Il piano B sul Recovery Fund è sul tavolo. L’impasse dovuta all’ostruzionismo di Polonia e Ungheria che si oppongono alla clausola sullo Stato di diritto come condizione sine qua non per l’erogazione dei fondi destinati al contrasto della crisi dovuta alla pandemia ha spinto gli altri Paesi, Germania in testa, a pensare a una formula che permetta l’erogazione dei soldi con un accordo tra 25 Paesi membri e non più 27. Un piano che, oltre a mostrare le difficoltà di convivenza tra gli Stati Ue anche su un tema come la lotta al coronavirus, presenta anche questioni tecniche da sciogliere.

A riportarlo d’attualità oggi è stato anche il presidente del Parlamento europeo, David Sassoli, che nel corso di un evento organizzato da Eunews ha dichiarato che se non fosse possibile sbloccare il veto di Polonia e Ungheria possiamo “adottare quelle decisioni anche a 25. Sarebbe doloroso, sarebbe una ferita, ma non possiamo fermarci“. Il capo dell’Eurocamera ha spiegato che il pacchetto economico da 1.800 miliardi viene “messo a repentaglio da un veto insensato di Ungheria e Polonia che frenano alcune delle misure più importanti. Abbiamo fiducia che la presidenza di turno tedesca possa sbloccare” questa situazione. “Siamo molto preoccupati – ha concluso – perché se ci fosse un blocco dei meccanismi, significherebbe ricominciare da capo e mettere a rischio la ripresa dei nostri Paesi”.

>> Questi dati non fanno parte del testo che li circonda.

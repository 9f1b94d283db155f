//! Run coordinator: classify → fetch each selected identifier → checkpoint.
//!
//! ## Run flow
//!
//!   1. Load the status table once and classify the roster against it.
//!   2. Nothing selected and everything fresh: write one checkpoint, return.
//!   3. Otherwise checkpoint the untouched table, then for each work item
//!      record the attempt time, run the worker under its timeout, record the
//!      outcome and checkpoint again. Progress after item i survives a kill
//!      before item i+1.
//!
//! A failed fetch is recorded and the loop moves on. Only a missing output
//! directory or an unreadable table stops the run.

use crate::classifier::classify;
use crate::clock::Clock;
use crate::config::PipelineConfig;
use crate::context::RunContext;
use crate::fetch::{FetchWorker, WorkItem};
use crate::models::{RosterEntry, Strategy, Summary};
use crate::storage::StatusStore;
use anyhow::{Context, Result};
use std::time::Duration;
use tokio::time::{sleep, timeout};
use tokio_retry::strategy::{jitter, ExponentialBackoff};
use tokio_retry::Retry;
use tracing::{debug, error, info, warn};

/// Attempts per checkpoint after the first failure.
const CHECKPOINT_RETRIES: usize = 3;

pub struct Pipeline<W, C> {
    config: PipelineConfig,
    store: StatusStore,
    worker: W,
    clock: C,
}

impl<W: FetchWorker, C: Clock> Pipeline<W, C> {
    pub fn new(config: PipelineConfig, store: StatusStore, worker: W, clock: C) -> Self {
        Self { config, store, worker, clock }
    }

    pub fn store(&self) -> &StatusStore {
        &self.store
    }

    pub async fn run_batch(&self, roster: &[RosterEntry], ctx: &RunContext) -> Result<Summary> {
        let data_type = self.store.data_type();
        let spec = data_type.spec();

        self.store.ensure_dir()?;
        let previous = self
            .store
            .load()
            .with_context(|| format!("Failed to load status table for {}", data_type))?;

        // ── 1. Classify ─────────────────────────────────────────────────────
        let c = classify(self.clock.now(), data_type, roster, &previous);
        info!(
            "{}: {} fresh | {} expired | {} failed | {} never attempted → {} ({})",
            data_type,
            c.fresh.len(),
            c.expired.len(),
            c.failed.len(),
            c.never_attempted.len(),
            c.work_list.len(),
            c.strategy,
        );

        if c.work_list.is_empty() && c.strategy == Strategy::UpToDate {
            info!("Everything is up to date, refreshing table only");
            ctx.begin(roster, previous, c.strategy, 0);
            self.checkpoint(ctx).await;
            return Ok(ctx.summary(false));
        }

        let mut work = c.work_list;
        if let Some(limit) = self.config.test_limit {
            if work.len() > limit {
                info!("Test limit: processing {} of {} selected", limit, work.len());
                work.truncate(limit);
            }
        }

        ctx.begin(roster, previous, c.strategy, work.len());
        self.checkpoint(ctx).await;

        // ── 2. Fetch ────────────────────────────────────────────────────────
        let total = work.len();
        for (i, entry) in work.iter().enumerate() {
            let item = WorkItem::new(&self.store, entry);

            ctx.record_attempt(&entry.code, self.clock.now());
            let ok = match timeout(spec.timeout, self.worker.fetch(&item)).await {
                Ok(Ok(())) => {
                    info!("[{}/{}] {} {}: ok", i + 1, total, entry.code, entry.name);
                    true
                }
                Ok(Err(e)) => {
                    warn!("[{}/{}] {} {}: {:#}", i + 1, total, entry.code, entry.name, e);
                    false
                }
                Err(_) => {
                    warn!(
                        "[{}/{}] {} {}: timed out after {:?}",
                        i + 1, total, entry.code, entry.name, spec.timeout
                    );
                    false
                }
            };
            ctx.record_result(&entry.code, ok);
            self.checkpoint(ctx).await;

            if i + 1 < total {
                let pause = self.item_delay(spec.wide_window);
                if !pause.is_zero() {
                    debug!("Sleeping {:?}", pause);
                    sleep(pause).await;
                }
            }
        }

        // ── 3. Final checkpoint ─────────────────────────────────────────────
        self.checkpoint(ctx).await;
        Ok(ctx.summary(false))
    }

    /// Write the table with a short retry. A checkpoint that keeps failing is
    /// counted and the run carries on in memory.
    async fn checkpoint(&self, ctx: &RunContext) {
        let backoff = ExponentialBackoff::from_millis(10)
            .map(jitter)
            .take(CHECKPOINT_RETRIES);
        let store = &self.store;

        match Retry::spawn(backoff, move || async move { ctx.checkpoint(store) }).await {
            Ok(rows) => debug!("Checkpoint: {} rows → {:?}", rows, store.table_path()),
            Err(e) => {
                error!("Checkpoint failed, progress is NOT being saved: {:#}", e);
                ctx.note_checkpoint_failure();
            }
        }
    }

    fn item_delay(&self, wide_window: bool) -> Duration {
        let secs = if wide_window {
            self.config.wide_item_delay_secs
        } else {
            self.config.item_delay_secs
        };
        let jitter_ms = match self.config.jitter_ms {
            0 => 0,
            max => rand::random_range(0..=max),
        };
        Duration::from_secs(secs) + Duration::from_millis(jitter_ms)
    }
}

#[cfg(test)]
mod tests {
    use super::*;
    use crate::clock::SteppingClock;
    use crate::models::{DataType, Stamp, StatusRecord};
    use crate::storage::StatusTable;
    use anyhow::anyhow;
    use async_trait::async_trait;
    use chrono::{Duration as ChronoDuration, NaiveDate, NaiveDateTime};
    use std::collections::HashSet;
    use std::fs;
    use std::sync::Mutex;

    const DT: DataType = DataType::StockDetail;

    /// Succeeds by writing the artifact unless the code is listed as failing.
    struct FakeWorker {
        failing: HashSet<String>,
        hang: HashSet<String>,
        calls: Mutex<Vec<String>>,
    }

    impl FakeWorker {
        fn new(failing: &[&str]) -> Self {
            Self {
                failing: failing.iter().map(|s| s.to_string()).collect(),
                hang: HashSet::new(),
                calls: Mutex::new(Vec::new()),
            }
        }

        fn calls(&self) -> Vec<String> {
            self.calls.lock().unwrap().clone()
        }
    }

    #[async_trait]
    impl FetchWorker for FakeWorker {
        async fn fetch(&self, item: &WorkItem) -> Result<()> {
            self.calls.lock().unwrap().push(item.code.clone());
            if self.hang.contains(&item.code) {
                std::future::pending::<()>().await;
            }
            if self.failing.contains(&item.code) {
                return Err(anyhow!("page not found"));
            }
            fs::write(&item.artifact, b"xls")?;
            Ok(())
        }
    }

    fn t0() -> NaiveDateTime {
        NaiveDate::from_ymd_opt(2024, 7, 1).unwrap().and_hms_opt(9, 0, 0).unwrap()
    }

    fn quiet() -> PipelineConfig {
        PipelineConfig {
            test_limit: None,
            item_delay_secs: 0,
            wide_item_delay_secs: 0,
            jitter_ms: 0,
        }
    }

    fn roster(codes: &[&str]) -> Vec<RosterEntry> {
        codes.iter().map(|c| RosterEntry::new(*c, format!("co{c}"))).collect()
    }

    fn pipeline(
        dir: &std::path::Path,
        worker: FakeWorker,
        config: PipelineConfig,
    ) -> Pipeline<FakeWorker, SteppingClock> {
        Pipeline::new(
            config,
            StatusStore::new(dir, DT),
            worker,
            SteppingClock::new(t0(), ChronoDuration::minutes(1)),
        )
    }

    fn key(code: &str) -> String {
        DT.filename(&RosterEntry::new(code, format!("co{code}")))
    }

    #[tokio::test]
    async fn test_initial_scan_processes_everything() {
        let dir = tempfile::tempdir().unwrap();
        let p = pipeline(dir.path(), FakeWorker::new(&["1103"]), quiet());
        let ctx = RunContext::new(DT);

        let summary = p.run_batch(&roster(&["1101", "1102", "1103"]), &ctx).await.unwrap();
        assert_eq!(summary.strategy, Strategy::InitialScan);
        assert_eq!((summary.selected, summary.succeeded, summary.failed), (3, 2, 1));
        assert_eq!(p.worker.calls(), ["1101", "1102", "1103"]);

        let table = p.store().load().unwrap();
        assert_eq!(table.len(), 3);
        assert!(table[&key("1101")].success);
        assert!(matches!(table[&key("1101")].last_update_time, Stamp::At(_)));

        // Clock call 0 classifies; attempts start at +1, +2, +3 minutes.
        let failed = &table[&key("1103")];
        assert!(!failed.success);
        assert_eq!(failed.last_update_time, Stamp::Never);
        assert_eq!(failed.process_time, Stamp::At(t0() + ChronoDuration::minutes(3)));
    }

    #[tokio::test]
    async fn test_up_to_date_touches_nothing() {
        let dir = tempfile::tempdir().unwrap();
        let p = pipeline(dir.path(), FakeWorker::new(&[]), quiet());
        let ctx = RunContext::new(DT);
        let r = roster(&["1101"]);
        p.run_batch(&r, &ctx).await.unwrap();

        let second = pipeline(dir.path(), FakeWorker::new(&[]), quiet());
        let before = fs::read(second.store().table_path()).unwrap();
        let summary = second.run_batch(&r, &RunContext::new(DT)).await.unwrap();
        assert_eq!(summary.strategy, Strategy::UpToDate);
        assert_eq!(summary.selected, 0);
        assert!(second.worker.calls().is_empty());
        assert_eq!(before, fs::read(second.store().table_path()).unwrap());
    }

    #[tokio::test]
    async fn test_reprocessed_item_takes_new_process_time() {
        let dir = tempfile::tempdir().unwrap();
        let store = StatusStore::new(dir.path(), DT);
        let stale = t0() - ChronoDuration::days(10);
        let mut previous = StatusTable::new();
        for code in ["1101", "1102"] {
            previous.insert(
                key(code),
                StatusRecord {
                    filename: key(code),
                    last_update_time: Stamp::At(stale),
                    success: code == "1101",
                    process_time: Stamp::At(stale),
                },
            );
        }
        store
            .write_checkpoint(&roster(&["1101", "1102"]), &previous, &Default::default(), &Default::default())
            .unwrap();

        let p = pipeline(dir.path(), FakeWorker::new(&["1102"]), quiet());
        let summary = p.run_batch(&roster(&["1101", "1102"]), &RunContext::new(DT)).await.unwrap();
        assert_eq!(summary.strategy, Strategy::ReprocessNeeded);
        // Failed before expired.
        assert_eq!(p.worker.calls(), ["1102", "1101"]);

        let table = p.store().load().unwrap();
        let failed = &table[&key("1102")];
        assert_eq!(failed.process_time, Stamp::At(t0() + ChronoDuration::minutes(1)));
        assert_eq!(failed.last_update_time, Stamp::At(stale));
        assert!(!failed.success);
        let expired = &table[&key("1101")];
        assert_eq!(expired.process_time, Stamp::At(t0() + ChronoDuration::minutes(2)));
        assert!(expired.success);
    }

    #[tokio::test]
    async fn test_test_limit_leaves_rest_untouched() {
        let dir = tempfile::tempdir().unwrap();
        let config = PipelineConfig { test_limit: Some(1), ..quiet() };
        let p = pipeline(dir.path(), FakeWorker::new(&[]), config);
        let summary = p.run_batch(&roster(&["1101", "1102"]), &RunContext::new(DT)).await.unwrap();
        assert_eq!(summary.selected, 1);
        assert_eq!(summary.total_roster, 2);

        let table = p.store().load().unwrap();
        assert_eq!(table.len(), 2);
        assert_eq!(table[&key("1102")], StatusRecord::untouched(key("1102")));
    }

    #[tokio::test(start_paused = true)]
    async fn test_timeout_is_a_failure() {
        let dir = tempfile::tempdir().unwrap();
        let mut worker = FakeWorker::new(&[]);
        worker.hang.insert("1101".into());
        let p = pipeline(dir.path(), worker, quiet());

        let summary = p.run_batch(&roster(&["1101", "1102"]), &RunContext::new(DT)).await.unwrap();
        assert_eq!((summary.succeeded, summary.failed), (1, 1));
        assert!(!p.store().load().unwrap()[&key("1101")].success);
    }

    #[test]
    fn test_checkpoint_failure_is_counted() {
        let dir = tempfile::tempdir().unwrap();
        // A regular file where the data-type folder should be.
        fs::write(dir.path().join(DT.spec().folder), b"").unwrap();
        let p = pipeline(dir.path(), FakeWorker::new(&[]), quiet());
        let ctx = RunContext::new(DT);
        ctx.begin(&roster(&["1101"]), StatusTable::new(), Strategy::InitialScan, 1);

        tokio_test::block_on(p.checkpoint(&ctx));
        assert_eq!(ctx.summary(false).checkpoint_failures, 1);
    }

    #[test]
    fn test_item_delay() {
        let dir = tempfile::tempdir().unwrap();
        let config = PipelineConfig {
            test_limit: None,
            item_delay_secs: 2,
            wide_item_delay_secs: 7,
            jitter_ms: 0,
        };
        let p = pipeline(dir.path(), FakeWorker::new(&[]), config);
        assert_eq!(p.item_delay(false), Duration::from_secs(2));
        assert_eq!(p.item_delay(true), Duration::from_secs(7));
    }

    #[test]
    fn test_item_delay_jitter_bounds() {
        let dir = tempfile::tempdir().unwrap();
        let config = PipelineConfig {
            test_limit: None,
            item_delay_secs: 1,
            wide_item_delay_secs: 1,
            jitter_ms: 250,
        };
        let p = pipeline(dir.path(), FakeWorker::new(&[]), config.clone());
        for _ in 0..50 {
            let d = p.item_delay(false);
            assert!(d >= Duration::from_secs(1) && d <= Duration::from_millis(1250));
        }

        let p = pipeline(
            dir.path(),
            FakeWorker::new(&[]),
            PipelineConfig { jitter_ms: u64::MAX, ..config },
        );
        assert!(p.item_delay(true) >= Duration::from_secs(1));
    }
}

Una questione presa in esame prima di tutti proprio dalla Germania, con la Cancelliera tedesca, Angela Merkel, che ha più volte lanciato l’allarme sui rischi di un ritardo sull’erogazione dei fondi che potrebbe mettere in ginocchio i Paesi più colpiti dalla pandemia. Così, anche il capogruppo del Partito Popolare Europeo e membro della Cdu tedesca, Manfred Weber, parlando in videoconferenza alla stampa straniera in Germania ha ribadito che con l’aiuto della “cooperazione rafforzata” di un gruppo di Stati dell’Ue è legalmente possibile per gli altri Paesi decidere in merito agli aiuti per il Covid anche senza Ungheria e Polonia. “Allora anche i fondi regionali, dai quali i due Paesi traggono grandi benefici, non andrebbero a Budapest e Varsavia”, ha avvertito. “Stiamo giocando con il fuoco”.

Portare a compimento un piano del genere, però, è tutt’altro che semplice e richiederebbe nuovi negoziati tra i 25, a una settimana dal prossimo Consiglio europeo. Una volta costituite le garanzie equivalenti all’headroom, ossia il margine tra il massimale esistente nel Mff e il massimale delle risorse proprie, bloccato dal veto ungaro-polacco, la Commissione potrebbe comunque andare sui mercati e indebitarsi, forte delle garanzie fornite dai 25. Ovviamente Polonia e Ungheria verrebbero escluse dai fondi per la ripresa, il loro veto verrebbe depotenziato e a quel punto politicamente si troverebbero ai margini dell’Ue.

Il problema è che se non si troverà presto un’intesa il bilancio del 2021 dovrà essere comunque riscritto. La Commissione dovrebbe presentare una nuova proposta di bilancio annuale per l’anno venturo che passerebbe a maggioranza qualificata, con Budapest e Varsavia che non potrebbero bloccarlo. Questo comporterebbe comunque “tagli significativi” rispetto alla spesa prevista inizialmente, come ha confermato il portavoce capo della Commissione Ue Eric Mamer. Entrerebbe in vigore l’esercizio provvisorio, che comporta limiti rigidi al bilancio Ue: la spesa mensile per ogni capitolo di bilancio, ad esempio, non potrebbe superare un dodicesimo degli stanziamenti dell’esercizio precedente. In ogni caso, anche a questa spesa si applicherebbe la condizionalità dello Stato di diritto e Polonia e Ungheria, che sono beneficiari netti del bilancio Ue, si troverebbero in forte difficoltà. È proprio su questo punto che i 25 stanno cercando di mettere alle strette i due governi: se si aprisse a una possibilità del genere, i due Paesi avrebbero molto da perdere in termini economici. Una cooperazione a 25, comunque, sarebbe una specie di ponte fino a quando non sarà trovato un accordo a 27.